EXTRACTED ENTRIES section start
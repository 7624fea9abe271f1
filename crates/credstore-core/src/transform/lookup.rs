//! Outcome of reading one entry through a codec

use crate::codec::CodecError;

/// Result of looking up a key in a transforming store
///
/// Separates "no entry" from "entry present but undecodable", which
/// [`TransformingStore::get`](super::TransformingStore::get) folds together.
#[derive(Debug)]
pub enum Lookup<V> {
    /// The backing store holds no entry for the key
    Absent,
    /// The entry decoded successfully
    Present(V),
    /// The entry exists but could not be decoded
    Unreadable(CodecError),
}

impl<V> Lookup<V> {
    pub fn is_absent(&self) -> bool {
        matches!(self, Lookup::Absent)
    }

    pub fn is_present(&self) -> bool {
        matches!(self, Lookup::Present(_))
    }

    pub fn is_unreadable(&self) -> bool {
        matches!(self, Lookup::Unreadable(_))
    }

    /// Whether the backing store holds an entry, decodable or not
    pub fn exists(&self) -> bool {
        !self.is_absent()
    }

    pub fn value(&self) -> Option<&V> {
        match self {
            Lookup::Present(value) => Some(value),
            _ => None,
        }
    }

    pub fn into_option(self) -> Option<V> {
        match self {
            Lookup::Present(value) => Some(value),
            _ => None,
        }
    }

    pub fn map<U, F: FnOnce(V) -> U>(self, f: F) -> Lookup<U> {
        match self {
            Lookup::Absent => Lookup::Absent,
            Lookup::Present(value) => Lookup::Present(f(value)),
            Lookup::Unreadable(err) => Lookup::Unreadable(err),
        }
    }
}

#[cfg(test)]
mod tests {
    use super::*;

    #[test]
    fn test_lookup_states() {
        let absent: Lookup<u32> = Lookup::Absent;
        assert!(absent.is_absent());
        assert!(!absent.exists());
        assert_eq!(absent.into_option(), None);

        let present = Lookup::Present(7u32);
        assert!(present.is_present());
        assert!(present.exists());
        assert_eq!(present.value(), Some(&7));
        assert_eq!(present.map(|v| v * 2).into_option(), Some(14));

        let unreadable: Lookup<u32> = Lookup::Unreadable(CodecError::Other("bad".to_string()));
        assert!(unreadable.is_unreadable());
        assert!(unreadable.exists());
        assert!(unreadable.value().is_none());
        assert!(unreadable.map(|v| v + 1).is_unreadable());
    }
}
EXTRACTED ENTRIES section end
Nothing but a number is expected here: the number of lines in the entries that include the word "super".

2